The contract between the two halves is the message type string. The job publishes PaymentCompleted / PaymentFailed; the saga .on('PaymentCompleted', …) and .on('PaymentFailed', …) listen for exactly those. There is no shared function call — they are isolated background processors joined only by the message traveling through the streams transport. Keep the strings identical on both sides.

Worker job primitives (from @netscript/plugin-workers-core)
NameTypeDescription
defineJobHandler(fn) define a job Wraps an async handler that receives a typed ctx (payload, logging, tracing) and returns a result.
createSuccessResult(data) success The handler's return for a completed job; carries result data.
createFailureResult(reason) failure The handler's return for a failed job; the message string is recorded on the execution.
createSagaPublisher() from @netscript/plugin-sagas/runtime Publishes typed messages onto the saga bus so a running saga can react — how the job reports back.
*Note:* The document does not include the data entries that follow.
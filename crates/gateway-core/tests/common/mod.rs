//! Shared fixtures: a recording echo plugin and a gateway wired to the
//! loopback ICE transport with per-handle link tracking.
#![allow(dead_code)]

use std::path::Path;
use std::sync::atomic::{AtomicUsize, Ordering};
use std::sync::{Arc, Mutex, OnceLock};
use std::time::Duration;

use async_trait::async_trait;
use dashmap::DashMap;
use serde_json::json;
use tokio_util::sync::CancellationToken;

use janus_gateway_core::ice::{IceFactory, IceLink, LoopbackFactory, LoopbackLink};
use janus_gateway_core::jsep::{Jsep, SdpKind};
use janus_gateway_core::plugin::{InboundMessage, Plugin};
use janus_gateway_core::{Dispatcher, Gateway, Handle, PluginHost, Result};

pub const ECHO_PACKAGE: &str = "janus.plugin.echotest";

/// Minimal plugin: records lifecycle calls and echoes message bodies back as
/// events, answering any offer it is given.
#[derive(Default)]
pub struct EchoPlugin {
    gateway: OnceLock<Arc<Gateway>>,
    pub lifecycle: Mutex<Vec<String>>,
    pub created: AtomicUsize,
    pub destroyed: AtomicUsize,
}

impl EchoPlugin {
    pub fn new() -> Arc<Self> {
        Arc::new(Self::default())
    }

    pub fn lifecycle(&self) -> Vec<String> {
        self.lifecycle.lock().unwrap().clone()
    }
}

#[async_trait]
impl Plugin for EchoPlugin {
    fn version(&self) -> u32 {
        1
    }

    fn version_string(&self) -> &str {
        "0.1.0"
    }

    fn name(&self) -> &str {
        "Echo test plugin"
    }

    fn description(&self) -> &str {
        "Echoes message bodies back as asynchronous events"
    }

    fn package(&self) -> &str {
        ECHO_PACKAGE
    }

    async fn init(&self, gateway: Arc<Gateway>, _config_dir: &Path) -> Result<()> {
        let _ = self.gateway.set(gateway);
        Ok(())
    }

    async fn destroy(&self) {}

    async fn create_session(&self, handle: Arc<Handle>) -> Result<()> {
        self.created.fetch_add(1, Ordering::SeqCst);
        self.lifecycle
            .lock()
            .unwrap()
            .push(format!("create:{}", handle.id()));
        Ok(())
    }

    async fn destroy_session(&self, handle: Arc<Handle>) -> Result<()> {
        self.destroyed.fetch_add(1, Ordering::SeqCst);
        self.lifecycle
            .lock()
            .unwrap()
            .push(format!("destroy:{}", handle.id()));
        Ok(())
    }

    async fn handle_message(&self, message: InboundMessage) {
        let Some(gateway) = self.gateway.get() else { return };
        let jsep = message.jsep.as_ref().map(|jsep| Jsep {
            kind: SdpKind::Answer,
            sdp: jsep.sdp.clone(),
        });
        let data = json!({ "echotest": "event", "result": message.body });
        let _ = gateway
            .push_event(
                &message.handle,
                self,
                message.transaction.as_deref(),
                data,
                jsep,
            )
            .await;
    }

    async fn setup_media(&self, _handle: Arc<Handle>) {}

    async fn hangup_media(&self, _handle: Arc<Handle>) {}

    fn incoming_rtp(&self, _handle: &Arc<Handle>, _video: bool, _buf: &[u8]) {}

    fn incoming_rtcp(&self, _handle: &Arc<Handle>, _video: bool, _buf: &mut [u8]) {}
}

/// Loopback factory that remembers every link it created, keyed by handle.
pub struct TrackingFactory {
    inner: LoopbackFactory,
    pub links: DashMap<u64, Arc<LoopbackLink>>,
}

impl TrackingFactory {
    pub fn new(inner: LoopbackFactory) -> Self {
        Self {
            inner,
            links: DashMap::new(),
        }
    }
}

impl IceFactory for TrackingFactory {
    fn create_link(&self, handle_id: u64) -> Arc<dyn IceLink> {
        let link = self.inner.create_loopback(handle_id);
        self.links.insert(handle_id, link.clone());
        link
    }
}

pub struct TestGateway {
    pub gateway: Arc<Gateway>,
    pub plugins: Arc<PluginHost>,
    pub dispatcher: Dispatcher,
    pub ice: Arc<TrackingFactory>,
    pub echo: Arc<EchoPlugin>,
    pub stop: CancellationToken,
}

/// Build a gateway with the echo plugin registered and a short long-poll
/// timeout so nothing in the suite waits 30 seconds.
pub async fn test_gateway() -> TestGateway {
    let stop = CancellationToken::new();
    let ice = Arc::new(TrackingFactory::new(LoopbackFactory::default()));
    let gateway = Arc::new(Gateway::new(ice.clone(), stop.clone()));
    let plugins = Arc::new(PluginHost::new(stop.clone()));
    let echo = EchoPlugin::new();
    plugins
        .register(echo.clone(), gateway.clone(), Path::new("/tmp"))
        .await
        .expect("echo plugin registers");
    let dispatcher = Dispatcher::new(gateway.clone(), plugins.clone())
        .with_poll_timeout(Duration::from_millis(200));
    TestGateway {
        gateway,
        plugins,
        dispatcher,
        ice,
        echo,
        stop,
    }
}

/// A well-formed offer with one audio and one video section.
pub const OFFER_SDP: &str = "v=0\r\n\
    o=- 42 1 IN IP4 192.0.2.10\r\n\
    s=test\r\n\
    t=0 0\r\n\
    m=audio 5000 RTP/SAVPF 111\r\n\
    c=IN IP4 192.0.2.10\r\n\
    a=ice-ufrag:browser\r\n\
    a=ice-pwd:browsersecret\r\n\
    a=fingerprint:sha-256 AA:BB:CC\r\n\
    a=candidate:1 1 udp 1 192.0.2.10 5000 typ host\r\n\
    a=rtpmap:111 opus/48000/2\r\n\
    m=video 5002 RTP/SAVPF 100\r\n\
    c=IN IP4 192.0.2.10\r\n\
    a=rtpmap:100 VP8/90000\r\n";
Step 5 — Type-check the workflow

The Sagas API service lists sagas from a KV-backed registry, and the scaffold's saga runtime registers your built definition on startup. Because aspire start already brings the sagas processor and API up together, you do not start anything by hand — your saga is picked up when the orchestrated app (re)starts. First, prove it compiles against the builder's generic signatures:

deno task check

A clean check means defineSaga, .state(), .correlate(), .on(), and .build() all line up with the message and state types you declared, and that the worker job's publish calls match the saga message types.

Verify your progress

With Aspire up, confirm the saga registered. Against the Sagas API on :8092:

curl http://localhost:8092/api/v1/sagas/sagas

You should see CheckoutSaga in the list, with OrderCreated, PaymentCompleted, and PaymentFailed among its handled message types. After driving a checkout through the orchestrated app, inspect the resulting instances:

curl http://localhost:8092/api/v1/sagas/instances

A completed checkout shows an instance at status: 'completed' carrying its transactionId; a failed payment shows one at status: 'cancelled' carrying the cancelReason your compensation branch stamped.

  • [ ] deno run -A packages/cli/bin/netscript-dev.ts plugin add saga --name sagas --samples landed plugins/sagas/.
  • [ ] checkout-saga.ts defines state, a correlation key, the forward handlers, and a PaymentFailed compensation branch.
  • [ ] workers/jobs/process-payment.ts publishes PaymentCompleted / PaymentFailed back to the saga.
  • [ ] GET /api/v1/sagas/sagas lists CheckoutSaga.
  • [ ] deno task check passes.

What you built

  • The sagas plugin at plugins/sagas/, added with the local netscript-dev plugin add saga --name sagas --samples contributor command.
  • A CheckoutSaga built with defineSaga().state().correlate().on().build() — a durable state machine that walks order → payment → inventory → shipment, with a PaymentFailed compensation branch that cancels the order.
  • A process-payment worker job (defineJobHandler, createSuccessResult / createFailureResult) that publishes results back to the saga with createSagaPublisher, closing the choreography.
  • A workflow observable as instances on the Sagas API at :8092.

Checkout is now reliable: it survives restarts and undoes itself on failure. The last piece is letting the outside world — a shipping or payment provider — tell your shop what happened, which you do with a verified webhook next.